**Aim of the task**
Only an exact copy of the entries will serve as the answer.

**Entries shown**
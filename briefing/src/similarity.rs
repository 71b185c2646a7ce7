//! Cosine-similarity helpers for dedup and per-cluster candidate selection.
//! Inputs are bounded to a few thousand items, so the full pairwise matrix
//! is computed directly.

/// Cosine similarity of two vectors; zero vectors compare as 0
pub fn cosine(a: &[f32], b: &[f32]) -> f32 {
    let mut dot = 0.0f32;
    let mut norm_a = 0.0f32;
    let mut norm_b = 0.0f32;
    for (x, y) in a.iter().zip(b) {
        dot += x * y;
        norm_a += x * x;
        norm_b += y * y;
    }
    if norm_a == 0.0 || norm_b == 0.0 {
        return 0.0;
    }
    dot / (norm_a.sqrt() * norm_b.sqrt())
}

fn cosine_matrix(embeddings: &[Vec<f32>]) -> Vec<Vec<f32>> {
    let n = embeddings.len();
    let mut sims = vec![vec![0.0f32; n]; n];
    for i in 0..n {
        sims[i][i] = 1.0;
        for j in (i + 1)..n {
            let sim = cosine(&embeddings[i], &embeddings[j]);
            sims[i][j] = sim;
            sims[j][i] = sim;
        }
    }
    sims
}

/// Marks near-duplicate items for removal. Scans in input order: the first
/// item of each similarity class is kept, later items at or above the
/// threshold are dropped
pub fn near_duplicate_mask(embeddings: &[Vec<f32>], threshold: f32) -> Vec<bool> {
    let n = embeddings.len();
    let mut keep = vec![true; n];
    let sims = cosine_matrix(embeddings);
    let mut duplicates = 0usize;
    for i in 0..n {
        if !keep[i] {
            continue;
        }
        for j in (i + 1)..n {
            if keep[j] && sims[i][j] >= threshold {
                keep[j] = false;
                duplicates += 1;
                tracing::debug!(
                    "duplicate detected: item {} similar to {} (similarity={:.3})",
                    j,
                    i,
                    sims[i][j]
                );
            }
        }
    }
    tracing::info!(
        "near-duplicate detection: {} duplicates out of {} items (threshold={:.2})",
        duplicates,
        n,
        threshold
    );
    keep
}

/// Mean of the member embeddings
pub fn centroid(embeddings: &[Vec<f32>], member_indices: &[usize]) -> Vec<f32> {
    let dim = embeddings.first().map(|e| e.len()).unwrap_or(0);
    let mut center = vec![0.0f32; dim];
    for &index in member_indices {
        for (d, value) in embeddings[index].iter().enumerate() {
            center[d] += value;
        }
    }
    if !member_indices.is_empty() {
        let count = member_indices.len() as f32;
        for value in &mut center {
            *value /= count;
        }
    }
    center
}

/// Top `k` members by cosine similarity to the cluster centroid,
/// most similar first; ties keep member order
pub fn top_k_by_centroid(
    embeddings: &[Vec<f32>],
    member_indices: &[usize],
    k: usize,
) -> Vec<usize> {
    let center = centroid(embeddings, member_indices);
    let mut scored: Vec<(usize, f32)> = member_indices
        .iter()
        .map(|&index| (index, cosine(&embeddings[index], &center)))
        .collect();
    scored.sort_by(|a, b| b.1.partial_cmp(&a.1).unwrap_or(std::cmp::Ordering::Equal));
    scored
        .into_iter()
        .take(k.min(member_indices.len()))
        .map(|(index, _)| index)
        .collect()
}

/// Member with the highest mean pairwise similarity to the rest of the
/// cluster; the first such member wins ties
pub fn most_central(embeddings: &[Vec<f32>], member_indices: &[usize]) -> usize {
    let mut best_index = member_indices[0];
    let mut best_score = f32::MIN;
    for &i in member_indices {
        let mut total = 0.0f32;
        for &j in member_indices {
            total += if i == j { 1.0 } else { cosine(&embeddings[i], &embeddings[j]) };
        }
        let score = total / member_indices.len() as f32;
        if score > best_score {
            best_score = score;
            best_index = i;
        }
    }
    best_index
}

#[cfg(test)]
mod tests {
    use super::*;

    #[test]
    fn exact_duplicates_removed() {
        let embeddings = vec![
            vec![1.0, 0.0, 0.0],
            vec![1.0, 0.0, 0.0],
            vec![0.0, 1.0, 0.0],
        ];
        assert_eq!(near_duplicate_mask(&embeddings, 0.9), vec![true, false, true]);
    }

    #[test]
    fn near_duplicates_removed() {
        let embeddings = vec![
            vec![1.0, 0.0, 0.0],
            vec![0.99, 0.01, 0.0],
            vec![0.0, 1.0, 0.0],
        ];
        assert_eq!(near_duplicate_mask(&embeddings, 0.95), vec![true, false, true]);
    }

    #[test]
    fn different_items_kept() {
        let embeddings = vec![
            vec![1.0, 0.0, 0.0],
            vec![0.0, 1.0, 0.0],
            vec![0.0, 0.0, 1.0],
        ];
        assert_eq!(near_duplicate_mask(&embeddings, 0.9), vec![true, true, true]);
    }

    #[test]
    fn earlier_item_wins_within_class() {
        // All three are near-identical; only the first survives
        let embeddings = vec![
            vec![1.0, 0.0],
            vec![0.999, 0.001],
            vec![0.998, 0.002],
        ];
        assert_eq!(near_duplicate_mask(&embeddings, 0.95), vec![true, false, false]);
    }

    #[test]
    fn centroid_is_member_mean() {
        let embeddings = vec![vec![1.0, 0.0], vec![0.0, 1.0]];
        assert_eq!(centroid(&embeddings, &[0, 1]), vec![0.5, 0.5]);
    }

    #[test]
    fn top_k_orders_by_centroid_similarity() {
        let embeddings = vec![
            vec![1.0, 0.0],
            vec![0.9, 0.1],
            vec![0.0, 1.0],
        ];
        let picked = top_k_by_centroid(&embeddings, &[0, 1, 2], 2);
        assert_eq!(picked.len(), 2);
        // Item 1 is closest to the mean of the three
        assert_eq!(picked[0], 1);
    }

    #[test]
    fn most_central_prefers_first_on_ties() {
        let embeddings = vec![vec![1.0, 0.0], vec![1.0, 0.0], vec![1.0, 0.0]];
        assert_eq!(most_central(&embeddings, &[0, 1, 2]), 0);
    }

    #[test]
    fn zero_vectors_do_not_panic() {
        let embeddings = vec![vec![0.0, 0.0], vec![1.0, 0.0]];
        assert_eq!(cosine(&embeddings[0], &embeddings[1]), 0.0);
        assert_eq!(near_duplicate_mask(&embeddings, 0.9), vec![true, true]);
    }
}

**Worked solution**
filename briefing/src/similarity.rs
repository 71b185c2646a7ce7
//! Cosine-similarity helpers for dedup and per-cluster candidate selection.
//! Inputs are bounded to a few thousand items, so the full pairwise matrix
//! is computed directly.

/// Cosine similarity of two vectors; zero vectors compare as 0
pub fn cosine(a: &[f32], b: &[f32]) -> f32 {
    let mut dot = 0.0f32;
    let mut norm_a = 0.0f32;
    let mut norm_b = 0.0f32;
    for (x, y) in a.iter().zip(b) {
        dot += x * y;
        norm_a += x * x;
        norm_b += y * y;
    }
    if norm_a == 0.0 || norm_b == 0.0 {
        return 0.0;
    }
    dot / (norm_a.sqrt() * norm_b.sqrt())
}

fn cosine_matrix(embeddings: &[Vec<f32>]) -> Vec<Vec<f32>> {
    let n = embeddings.len();
    let mut sims = vec![vec![0.0f32; n]; n];
    for i in 0..n {
        sims[i][i] = 1.0;
        for j in (i + 1)..n {
            let sim = cosine(&embeddings[i], &embeddings[j]);
            sims[i][j] = sim;
            sims[j][i] = sim;
        }
    }
    sims
}

/// Marks near-duplicate items for removal. Scans in input order: the first
/// item of each similarity class is kept, later items at or above the
/// threshold are dropped
pub fn near_duplicate_mask(embeddings: &[Vec<f32>], threshold: f32) -> Vec<bool> {
    let n = embeddings.len();
    let mut keep = vec![true; n];
    let sims = cosine_matrix(embeddings);
    let mut duplicates = 0usize;
    for i in 0..n {
        if !keep[i] {
            continue;
        }
        for j in (i + 1)..n {
            if keep[j] && sims[i][j] >= threshold {
                keep[j] = false;
                duplicates += 1;
                tracing::debug!(
                    "duplicate detected: item {} similar to {} (similarity={:.3})",
                    j,
                    i,
                    sims[i][j]
                );
            }
        }
    }
    tracing::info!(
        "near-duplicate detection: {} duplicates out of {} items (threshold={:.2})",
        duplicates,
        n,
        threshold
    );
    keep
}

/// Mean of the member embeddings
pub fn centroid(embeddings: &[Vec<f32>], member_indices: &[usize]) -> Vec<f32> {
    let dim = embeddings.first().map(|e| e.len()).unwrap_or(0);
    let mut center = vec![0.0f32; dim];
    for &index in member_indices {
        for (d, value) in embeddings[index].iter().enumerate() {
            center[d] += value;
        }
    }
    if !member_indices.is_empty() {
        let count = member_indices.len() as f32;
        for value in &mut center {
            *value /= count;
        }
    }
    center
}

/// Top `k` members by cosine similarity to the cluster centroid,
/// most similar first; ties keep member order
pub fn top_k_by_centroid(
    embeddings: &[Vec<f32>],
    member_indices: &[usize],
    k: usize,
) -> Vec<usize> {
    let center = centroid(embeddings, member_indices);
    let mut scored: Vec<(usize, f32)> = member_indices
        .iter()
        .map(|&index| (index, cosine(&embeddings[index], &center)))
        .collect();
    scored.sort_by(|a, b| b.1.partial_cmp(&a.1).unwrap_or(std::cmp::Ordering::Equal));
    scored
        .into_iter()
        .take(k.min(member_indices.len()))
        .map(|(index, _)| index)
        .collect()
}

/// Member with the highest mean pairwise similarity to the rest of the
/// cluster; the first such member wins ties
pub fn most_central(embeddings: &[Vec<f32>], member_indices: &[usize]) -> usize {
    let mut best_index = member_indices[0];
    let mut best_score = f32::MIN;
    for &i in member_indices {
        let mut total = 0.0f32;
        for &j in member_indices {
            total += if i == j { 1.0 } else { cosine(&embeddings[i], &embeddings[j]) };
        }
        let score = total / member_indices.len() as f32;
        if score > best_score {
            best_score = score;
            best_index = i;
        }
    }
    best_index
}

#[cfg(test)]
mod tests {
    use super::*;

    #[test]
    fn exact_duplicates_removed() {
        let embeddings = vec![
            vec![1.0, 0.0, 0.0],
            vec![1.0, 0.0, 0.0],
            vec![0.0, 1.0, 0.0],
        ];
        assert_eq!(near_duplicate_mask(&embeddings, 0.9), vec![true, false, true]);
    }

    #[test]
    fn near_duplicates_removed() {
        let embeddings = vec![
            vec![1.0, 0.0, 0.0],
            vec![0.99, 0.01, 0.0],
            vec![0.0, 1.0, 0.0],
        ];
        assert_eq!(near_duplicate_mask(&embeddings, 0.95), vec![true, false, true]);
    }

    #[test]
    fn different_items_kept() {
        let embeddings = vec![
            vec![1.0, 0.0, 0.0],
            vec![0.0, 1.0, 0.0],
            vec![0.0, 0.0, 1.0],
        ];
        assert_eq!(near_duplicate_mask(&embeddings, 0.9), vec![true, true, true]);
    }

    #[test]
    fn earlier_item_wins_within_class() {
        // All three are near-identical; only the first survives
        let embeddings = vec![
            vec![1.0, 0.0],
            vec![0.999, 0.001],
            vec![0.998, 0.002],
        ];
        assert_eq!(near_duplicate_mask(&embeddings, 0.95), vec![true, false, false]);
    }

    #[test]
    fn centroid_is_member_mean() {
        let embeddings = vec![vec![1.0, 0.0], vec![0.0, 1.0]];
        assert_eq!(centroid(&embeddings, &[0, 1]), vec![0.5, 0.5]);
    }

    #[test]
    fn top_k_orders_by_centroid_similarity() {
        let embeddings = vec![
            vec![1.0, 0.0],
            vec![0.9, 0.1],
            vec![0.0, 1.0],
        ];
        let picked = top_k_by_centroid(&embeddings, &[0, 1, 2], 2);
        assert_eq!(picked.len(), 2);
        // Item 1 is closest to the mean of the three
        assert_eq!(picked[0], 1);
    }

    #[test]
    fn most_central_prefers_first_on_ties() {
        let embeddings = vec![vec![1.0, 0.0], vec![1.0, 0.0], vec![1.0, 0.0]];
        assert_eq!(most_central(&embeddings, &[0, 1, 2]), 0);
    }

    #[test]
    fn zero_vectors_do_not_panic() {
        let embeddings = vec![vec![0.0, 0.0], vec![1.0, 0.0]];
        assert_eq!(cosine(&embeddings[0], &embeddings[1]), 0.0);
        assert_eq!(near_duplicate_mask(&embeddings, 0.9), vec![true, true]);
    }
}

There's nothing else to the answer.